Dataset entries
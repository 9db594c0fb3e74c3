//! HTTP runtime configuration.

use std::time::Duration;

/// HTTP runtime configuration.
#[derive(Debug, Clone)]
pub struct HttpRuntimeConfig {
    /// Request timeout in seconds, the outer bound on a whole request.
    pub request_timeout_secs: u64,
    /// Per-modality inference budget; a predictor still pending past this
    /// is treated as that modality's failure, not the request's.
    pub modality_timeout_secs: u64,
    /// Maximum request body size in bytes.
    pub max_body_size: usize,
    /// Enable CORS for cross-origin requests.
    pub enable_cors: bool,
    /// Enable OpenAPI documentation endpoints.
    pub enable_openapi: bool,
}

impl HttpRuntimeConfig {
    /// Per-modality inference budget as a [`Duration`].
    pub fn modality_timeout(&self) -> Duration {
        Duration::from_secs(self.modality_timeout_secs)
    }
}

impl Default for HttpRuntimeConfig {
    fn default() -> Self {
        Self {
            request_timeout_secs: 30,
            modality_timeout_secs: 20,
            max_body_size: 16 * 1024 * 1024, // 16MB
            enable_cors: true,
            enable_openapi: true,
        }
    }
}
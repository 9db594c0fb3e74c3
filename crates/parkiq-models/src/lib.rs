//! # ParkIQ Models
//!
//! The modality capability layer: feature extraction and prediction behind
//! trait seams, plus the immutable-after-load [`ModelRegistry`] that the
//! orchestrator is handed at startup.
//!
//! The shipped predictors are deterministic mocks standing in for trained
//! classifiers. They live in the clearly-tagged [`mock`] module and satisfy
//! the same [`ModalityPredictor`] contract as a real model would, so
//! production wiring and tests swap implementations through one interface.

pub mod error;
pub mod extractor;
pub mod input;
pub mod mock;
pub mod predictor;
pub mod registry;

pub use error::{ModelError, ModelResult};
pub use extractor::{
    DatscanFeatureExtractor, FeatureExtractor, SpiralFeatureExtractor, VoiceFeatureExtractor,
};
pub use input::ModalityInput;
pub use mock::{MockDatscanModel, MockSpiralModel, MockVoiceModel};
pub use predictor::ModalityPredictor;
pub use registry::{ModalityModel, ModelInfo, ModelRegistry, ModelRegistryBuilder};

- [WHAT YOU HAVE TO DO]: Retype the records above from the very first line down to the line with "not the request's.", keeping both of those lines. Include nothing beyond them.

- [EXERCISE RESPONSE]:
repository 9db594c0fb3e74c3
//! HTTP runtime configuration.

use std::time::Duration;

/// HTTP runtime configuration.
#[derive(Debug, Clone)]
pub struct HttpRuntimeConfig {
    /// Request timeout in seconds, the outer bound on a whole request.
    pub request_timeout_secs: u64,
    /// Per-modality inference budget; a predictor still pending past this
    /// is treated as that modality's failure, not the request's.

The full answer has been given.